THESE pages would be incomplete without at least a passing reference to some
of the many efforts which have already been made to deal with the evils arising
from the condition of things it has been my desire to expose.
The mere charitable work going on I have not space to deal
with. There are night refuges, missions, and many excellent institutions due to
public and private enterprise in all the poorer quarters, all of which in a
manner more or less satisfactory afford relief to the inhabitants.
One good work, however, which I do not care to leave hiding
its light under a bushel, is the home for factory-girls, managed by the Sisters
of St. John the Baptist, Clewer, and situated in Southwark.
Here, girls employed in the many factories of the
neighbourhood during the day can, if they are willing to submit to the rules,
find a real home for a small weekly payment, and escape the wretched and too
often vicious surroundings of the places in which their parents live.
With a full knowledge of all the temptation which besets the
work-girls who have to spend their leisure in these slums none can doubt the
good work such institutions may do.
On the night of our visit we were conducted from basement to
roof by one of the Sisters; we saw the girls and heard their histories from
their own lips, and learnt how terrible was the sin and misery which had forced
them to look upon their vile homes with loathing, and how fierce the temptation
which beset them when left to themselves.

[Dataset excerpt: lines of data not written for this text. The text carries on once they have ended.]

use crate::config::types::Config;
use crate::config::validation::validate;
use crate::ConfigError;
use sha2::{Digest, Sha256};
use std::path::Path;

/// Loads and parses a configuration file from the given path
///
/// # Arguments
///
/// * `path` - Path to the TOML configuration file
///
/// # Returns
///
/// * `Ok(Config)` - Successfully loaded and validated configuration
/// * `Err(ConfigError)` - Failed to load, parse, or validate the configuration
pub fn load_config(path: &Path) -> Result<Config, ConfigError> {
    let content = std::fs::read_to_string(path)?;
    let config: Config = toml::from_str(&content)?;
    validate(&config)?;
    Ok(config)
}

/// Computes a SHA-256 hash of the configuration file content
///
/// The hash is recorded with every run so stored history shows which
/// settings produced it.
pub fn compute_config_hash(path: &Path) -> Result<String, ConfigError> {
    let content = std::fs::read_to_string(path)?;
    let mut hasher = Sha256::new();
    hasher.update(content.as_bytes());
    Ok(hex::encode(hasher.finalize()))
}

/// Loads a configuration and returns both the config and its hash
pub fn load_config_with_hash(path: &Path) -> Result<(Config, String), ConfigError> {
    let config = load_config(path)?;
    let hash = compute_config_hash(path)?;
    Ok((config, hash))
}
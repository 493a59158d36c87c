use crate::UrlError;
use url::Url;

/// Query parameters that never change which page is served
const TRACKING_PARAMS: &[&str] = &[
    "utm_source",
    "utm_medium",
    "utm_campaign",
    "utm_term",
    "utm_content",
    "fbclid",
    "gclid",
    "spm",
    "ref",
];

/// Normalizes a URL into the key the frontier uses for in-run de-duplication
///
/// # Normalization Steps
///
/// 1. Parse the URL; reject if malformed or not http(s)
/// 2. Lowercase the host (the `url` crate already does this for special schemes)
/// 3. Normalize path:
///    - Remove dot segments and empty segments
///    - Remove trailing slash (except for root /)
/// 4. Remove fragment
/// 5. Remove tracking query parameters, sort the rest by key
/// 6. Remove an empty query string
///
/// The scheme is kept as-is, so `http://` and `https://` stay distinct.
///
/// # Examples
///
/// ```
/// use bookhound::url::normalize_url;
///
/// let url = normalize_url("http://Product.Example.com/123.html?utm_source=x#top").unwrap();
/// assert_eq!(url.as_str(), "http://product.example.com/123.html");
/// ```
pub fn normalize_url(url_str: &str) -> Result<Url, UrlError> {
    let mut url = Url::parse(url_str.trim()).map_err(|e| UrlError::Parse(e.to_string()))?;

    if url.scheme() != "http" && url.scheme() != "https" {
        return Err(UrlError::InvalidScheme(url.scheme().to_string()));
    }

    let host = url
        .host_str()
        .map(|h| h.to_lowercase())
        .ok_or(UrlError::MissingHost)?;
    url.set_host(Some(&host))
        .map_err(|e| UrlError::Parse(format!("Failed to set host: {}", e)))?;

    let normalized_path = normalize_path(url.path());
    url.set_path(&normalized_path);

    url.set_fragment(None);

    if url.query().is_some() {
        let params = filter_and_sort_query_params(&url);
        if params.is_empty() {
            url.set_query(None);
        } else {
            url.query_pairs_mut().clear().extend_pairs(params);
        }
    }

    Ok(url)
}

/// Normalizes a URL path by removing dot segments and trailing slashes
fn normalize_path(path: &str) -> String {
    let mut segments: Vec<&str> = Vec::new();

    for segment in path.split('/') {
        match segment {
            "" | "." => continue,
            ".." => {
                segments.pop();
            }
            _ => segments.push(segment),
        }
    }

    if segments.is_empty() {
        return "/".to_string();
    }

    format!("/{}", segments.join("/"))
}

/// Filters out tracking parameters and sorts remaining query parameters
fn filter_and_sort_query_params(url: &Url) -> Vec<(String, String)> {
    let mut params: Vec<(String, String)> = url
        .query_pairs()
        .filter(|(key, _)| !is_tracking_param(key))
        .map(|(k, v)| (k.into_owned(), v.into_owned()))
        .collect();

    params.sort_by(|a, b| a.0.cmp(&b.0));
    params
}

fn is_tracking_param(key: &str) -> bool {
    TRACKING_PARAMS.contains(&key) || key.starts_with("utm_")
}
//! HTTP fetcher implementation
//!
//! This module handles all HTTP requests for the crawler, including:
//! - Building HTTP clients with browser-like headers and an optional proxy
//! - GET requests to fetch page content
//! - Retry logic for transient failures
//! - Error classification
//!
//! The crawler only sees the `Fetcher` trait, so tests can swap in canned
//! pages without a network.

use crate::config::FetchConfig;
use crate::HoundError;
use async_trait::async_trait;
use reqwest::header::{HeaderMap, HeaderValue, ACCEPT, ACCEPT_LANGUAGE};
use reqwest::{Client, Proxy};
use std::time::Duration;
use thiserror::Error;
use url::Url;

const ACCEPT_HTML: &str = "text/html,application/xhtml+xml,application/xml;q=0.9,*/*;q=0.8";

/// A successfully fetched page
#[derive(Debug, Clone)]
pub struct FetchedPage {
    /// Page body content
    pub body: String,
    /// Final URL after redirects
    pub final_url: Url,
    /// HTTP status code
    pub status: u16,
}

/// Errors from the fetch primitive
#[derive(Debug, Error)]
pub enum FetchError {
    #[error("Request timeout: {0}")]
    Timeout(String),

    #[error("Connection failed: {0}")]
    Connect(String),

    #[error("HTTP {status} for {url}")]
    Status { url: String, status: u16 },

    #[error("Failed to read body: {0}")]
    Body(String),

    #[error("Request failed: {0}")]
    Other(String),
}

impl FetchError {
    /// Timeouts, connection failures and 5xx responses are worth retrying
    pub fn is_retryable(&self) -> bool {
        match self {
            Self::Timeout(_) | Self::Connect(_) => true,
            Self::Status { status, .. } => *status >= 500,
            Self::Body(_) | Self::Other(_) => false,
        }
    }
}

impl From<reqwest::Error> for FetchError {
    fn from(e: reqwest::Error) -> Self {
        if e.is_timeout() {
            Self::Timeout(e.to_string())
        } else if e.is_connect() {
            Self::Connect(e.to_string())
        } else if e.is_body() || e.is_decode() {
            Self::Body(e.to_string())
        } else {
            Self::Other(e.to_string())
        }
    }
}

/// Fetch primitive used by crawl tasks
#[async_trait]
pub trait Fetcher: Send + Sync {
    async fn fetch(&self, url: &Url) -> Result<FetchedPage, FetchError>;
}

/// Builds an HTTP client with proper configuration
///
/// # Arguments
///
/// * `config` - The fetch configuration
/// * `proxy` - Proxy URL for this run; overrides `config.proxy` when set
///
/// # Returns
///
/// * `Ok(Client)` - Successfully built HTTP client
/// * `Err(HoundError)` - Invalid proxy or client build failure
pub fn build_http_client(config: &FetchConfig, proxy: Option<&str>) -> Result<Client, HoundError> {
    let mut headers = HeaderMap::new();
    headers.insert(ACCEPT, HeaderValue::from_static(ACCEPT_HTML));
    headers.insert(
        ACCEPT_LANGUAGE,
        HeaderValue::from_str(&config.accept_language)
            .map_err(|e| HoundError::InvalidRequest(format!("accept-language: {e}")))?,
    );

    let mut builder = Client::builder()
        .user_agent(config.user_agent.clone())
        .default_headers(headers)
        .timeout(Duration::from_secs(config.timeout_secs))
        .connect_timeout(Duration::from_secs(config.timeout_secs.min(10)))
        .gzip(true)
        .brotli(true);

    if let Some(proxy) = proxy.or(config.proxy.as_deref()) {
        tracing::info!("Using proxy {}", proxy);
        builder = builder.proxy(Proxy::all(proxy)?);
    }

    Ok(builder.build()?)
}

/// reqwest-backed fetcher with a fixed retry budget
///
/// # Retry Logic
///
/// | Condition | Action |
/// |-----------|--------|
/// | HTTP 2xx | Return body |
/// | HTTP 4xx | Fail immediately |
/// | HTTP 5xx | Retry up to `retries` times |
/// | Timeout / connect error | Retry up to `retries` times |
#[derive(Debug, Clone)]
pub struct HttpFetcher {
    client: Client,
    retries: u32,
    retry_delay: Duration,
}

impl HttpFetcher {
    pub fn new(config: &FetchConfig, proxy: Option<&str>) -> Result<Self, HoundError> {
        Ok(Self {
            client: build_http_client(config, proxy)?,
            retries: config.retries,
            retry_delay: Duration::from_millis(config.retry_delay_ms),
        })
    }

    async fn fetch_once(&self, url: &Url) -> Result<FetchedPage, FetchError> {
        let response = self.client.get(url.clone()).send().await?;
        let status = response.status();
        let final_url = response.url().clone();

        if !status.is_success() {
            return Err(FetchError::Status {
                url: final_url.to_string(),
                status: status.as_u16(),
            });
        }

        let body = response.text().await.map_err(|e| FetchError::Body(e.to_string()))?;
        Ok(FetchedPage {
            body,
            final_url,
            status: status.as_u16(),
        })
    }
}

#[async_trait]
impl Fetcher for HttpFetcher {
    async fn fetch(&self, url: &Url) -> Result<FetchedPage, FetchError> {
        let mut attempt = 0;
        loop {
            match self.fetch_once(url).await {
                Ok(page) => return Ok(page),
                Err(e) if e.is_retryable() && attempt < self.retries => {
                    attempt += 1;
                    tracing::debug!(
                        "Retrying {} ({}/{}) after: {}",
                        url,
                        attempt,
                        self.retries,
                        e
                    );
                    tokio::time::sleep(self.retry_delay).await;
                }
                Err(e) => return Err(e),
            }
        }
    }
}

These girls are of the class which most deserve help; they
work hard at dangerous trades for their living, and
they pay for their food and board. What the charity does is to throw a
certain home influence around them, give them cleanliness and godliness, and
preserve them to some extent from the contamination of the streets - streets
here which are thronged at night with the worst types of humanity the great city
can show.
The story of the Mission is romantic. A lady Mrs. Hun [-44-]
was left a young widow. After less than two years of married life her
husband died suddenly. She devoted herself to her own daughter, who grew up into
a beautiful girl. The morning after her first ball the young lady was found dead
in her bed. To assuage her grief and keep from breaking down utterly, the
bereaved mother determined to devote herself to charity. The fearful condition
of the young girls in this neighbourhood was brought to her attention, and with
her fortune and her dead daughter's she devoted herself to establishing a home
for factory-girls.
Such is the short and simple story of how this excellent
institution was founded. How it is carried out, how the girls cling to the Home,
and how thoroughly they appreciate its comforts, any lady can see who cares to
take a trip as far as Union Street, Borough, and ring the bell of the All
Hallows' Mission-House.
The work which these girls have to do in return for a small
wage is generally of a dangerous character. Many of them literally snatch their
food from the jaws of death.
One girl in the Home was white and ill and weak, and her
story may be taken as a sample. She worked at the "bronzing," that is,
a branch of the chromo-lithography business, and it consists in applying a
fluid, which gives off a poisonous exhalation, to certain work. Bronzing enters
largely into the composition of those Christmas pictures which delight us so
much at the festive season, and which adorn the nursery of many a happy,
rosy-checked English child.
The law recognising the dangerous nature of the works says
that the girls doing it shall be allowed a pint of milk per day, the milk in
some way counteracting the effect of the poison the girls inhale. It will hardly
be believed that some of the best firms refuse to comply with the regulation and
if the guts complain they are at once discharged.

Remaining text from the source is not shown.